CONICET | Buscador de Institutos y Recursos Humanos

Trypanosoma cruzi is the protozoan parasite that causes human Chagas disease. As an obligate intracellular parasite, T. cruzi resides transiently in a parasitophorous vacuole (TcPV). It is well established that TcPV must fuse with lysosomes of the host cell to establish a productive intracellular infection. SNAREs proteins are key molecules of the vesicle fusion machinery. The goal of this study is to identify SNAREs proteins involved in the parasite infection of non-professional phagocytic cells.
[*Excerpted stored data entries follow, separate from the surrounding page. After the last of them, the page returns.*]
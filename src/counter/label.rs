//! Control labels that briefly confirm an action
//!
//! `Default ⇄ Confirmation`: the action switches to the confirmation text and
//! arms a revert timer. Repeating the action inside the window only pushes the
//! revert out.

use super::timer::Timer;
use std::time::{Duration, Instant};

/// How long a confirmation label stays up
pub const CONFIRMATION_DURATION: Duration = Duration::from_millis(1000);

#[derive(Debug, Clone, Copy, PartialEq, Eq, Default)]
pub enum LabelState {
    #[default]
    Default,
    Confirmation,
}

/// A button label with a timed confirmation state
#[derive(Debug, Clone)]
pub struct ActionLabel {
    default_text: &'static str,
    confirmation_text: &'static str,
    state: LabelState,
    revert: Timer,
}

impl ActionLabel {
    pub fn new(default_text: &'static str, confirmation_text: &'static str) -> Self {
        Self {
            default_text,
            confirmation_text,
            state: LabelState::Default,
            revert: Timer::new(CONFIRMATION_DURATION),
        }
    }

    /// Label of the clear control
    pub fn clear() -> Self {
        Self::new("Clear Text", "Cleared!")
    }

    /// Label of the copy control
    pub fn copy() -> Self {
        Self::new("Copy Text", "Copied!")
    }

    pub fn text(&self) -> &'static str {
        match self.state {
            LabelState::Default => self.default_text,
            LabelState::Confirmation => self.confirmation_text,
        }
    }

    pub fn state(&self) -> LabelState {
        self.state
    }

    /// Show the confirmation text and (re)start the revert timer
    pub fn confirm(&mut self, now: Instant) {
        self.state = LabelState::Confirmation;
        self.revert.arm(now);
    }

    /// Revert to the default text once the timer is due
    pub fn tick(&mut self, now: Instant) {
        if self.revert.fire(now) {
            self.state = LabelState::Default;
        }
    }

    /// Drop any pending revert and show the default text
    pub fn reset(&mut self) {
        self.revert.cancel();
        self.state = LabelState::Default;
    }

    #[cfg(test)]
    pub(crate) fn has_pending_revert(&self) -> bool {
        self.revert.is_armed()
    }
}
// UI rendering logic
//
// Every frame is drawn from scratch out of the app state. The layout is a
// single column; toasts are painted last so they sit above everything.

use super::app::App;
use super::components::{
    controls, counter_row, progress_bar, status_bar, text_area, title_bar, toast,
};
use ratatui::{
    layout::{Constraint, Direction, Layout},
    style::Style,
    widgets::Block,
    Frame,
};
use std::time::Instant;

/// Main UI render function - called on every frame
pub fn draw(f: &mut Frame, app: &App) {
    draw_at(f, app, Instant::now());
}

/// Render with an explicit clock for the toast animation
pub fn draw_at(f: &mut Frame, app: &App, now: Instant) {
    let area = f.area();

    // Themed background (Color::Reset when the theme background is off)
    f.render_widget(
        Block::default().style(
            Style::default()
                .bg(app.theme.background)
                .fg(app.theme.foreground),
        ),
        area,
    );

    let chunks = Layout::default()
        .direction(Direction::Vertical)
        .constraints([
            Constraint::Length(3), // Title bar
            Constraint::Min(5),    // Text area
            Constraint::Length(1), // Counter row
            Constraint::Length(1), // Progress bar
            Constraint::Length(3), // Controls
            Constraint::Length(1), // Status bar
        ])
        .split(area);

    title_bar::render(f, chunks[0], app);
    text_area::render(f, chunks[1], app);
    counter_row::render(f, chunks[2], app);
    progress_bar::render(f, chunks[3], app);
    controls::render(f, chunks[4], app);
    status_bar::render(f, chunks[5], app);

    toast::render(f, area, app.widget.notifications().iter(), &app.theme, now);
}

#[cfg(test)]
mod tests {
    use super::*;
    use crate::tui::app::tests::test_app;
    use ratatui::{backend::TestBackend, buffer::Buffer, Terminal};
    use std::time::Duration;

    fn buffer_text(buffer: &Buffer) -> String {
        let area = buffer.area;
        let mut out = String::new();
        for y in 0..area.height {
            for x in 0..area.width {
                out.push_str(buffer[(x, y)].symbol());
            }
            out.push('\n');
        }
        out
    }

    fn render_at(app: &App, now: Instant) -> String {
        let backend = TestBackend::new(80, 24);
        let mut terminal = Terminal::new(backend).unwrap();
        terminal.draw(|f| draw_at(f, app, now)).unwrap();
        buffer_text(terminal.backend().buffer())
    }

    fn render(app: &App) -> String {
        render_at(app, Instant::now())
    }

    #[test]
    fn test_draw_shows_counts_and_percentage() {
        let (app, _) = test_app(10, "Hello");
        let screen = render(&app);

        assert!(screen.contains("Character Counter"));
        assert!(screen.contains("limit 10"));
        assert!(screen.contains("Hello"));
        assert!(screen.contains("Characters: 5"));
        assert!(screen.contains("Remaining: 5"));
        assert!(screen.contains("50%"));
        assert!(screen.contains("Clear Text"));
        assert!(screen.contains("Copy Text"));
    }

    #[test]
    fn test_draw_shows_placeholder_when_empty() {
        let (app, _) = test_app(280, "");
        let screen = render(&app);

        assert!(screen.contains("Start typing..."));
        assert!(screen.contains("Characters: 0"));
        assert!(screen.contains("0%"));
    }

    #[test]
    fn test_draw_shows_overflow_values() {
        let (mut app, _) = test_app(4, "");
        app.widget.set_text("abcdef");
        let screen = render(&app);

        assert!(screen.contains("Remaining: -2"));
        assert!(screen.contains("150%"));
    }

    #[test]
    fn test_draw_shows_confirmation_and_toast() {
        let (mut app, _) = test_app(280, "some text");
        app.clear();
        app.widget.insert_char('x');
        app.copy();

        // Toasts stay off-screen for their entry delay
        let screen = render(&app);
        assert!(screen.contains("Cleared!"));
        assert!(screen.contains("Copied!"));
        assert!(!screen.contains("Text copied to clipboard!"));

        let screen = render_at(&app, Instant::now() + Duration::from_millis(500));
        assert!(screen.contains("Text copied to clipboard!"));
    }

    #[test]
    fn test_draw_with_a_huge_toast_stack() {
        let (mut app, _) = test_app(10, "Hello");
        let t0 = Instant::now();
        for _ in 0..30_000 {
            app.widget
                .show_notification_at("again", crate::counter::NotificationKind::Info, t0);
        }
        let screen = render_at(&app, t0 + Duration::from_millis(500));
        assert!(screen.contains("again"));
    }

    #[test]
    fn test_draw_on_tiny_terminal_does_not_panic() {
        let (app, _) = test_app(10, "Hello");
        let backend = TestBackend::new(8, 4);
        let mut terminal = Terminal::new(backend).unwrap();
        terminal.draw(|f| draw(f, &app)).unwrap();
    }
}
Our results indicated that, after 3 hours of infection, large amount of the TcPV population were decorated with EGFP-Vamp7 in a patchy pattern (68.7% ± 12.2%). It is worthy to note that, Vamp7 is localized on lysosomes and is involved in the fusion of these organelles with different target membranes. However, EGFP-Vamp3, which regulates fusion of recycling/early endosomes with plasma membrane, was only detected in a minor fraction of the vacuoles (30.2% ± 15.0%). EGFP-Vamp8, involved in the homotypic fusion between late endosomes, was not detected. The kinetics of Vamp3 and Vamp7 association with TcPV showed different pattern throughout the course of the infection. Although both SNAREs were highly recruited at early infection times (15 min), Vamp7 increased during the first 6 hours whereas Vamp3 declined. Interestingly, Vamp7 overexpression increased twofold the parasite infection rate while siRNA silencing of Vamp7 caused a marked decrease in the infection rate. In addition, we have detected some Vamp7 cognate partners (Vti1b, Snap23 and Stx3) in the vacuole membrane. Taken together, these results indicate that Vamp7 plays a major role in TcPV biogenesis, probably by enabling the interaction with the endolysosomal compartment.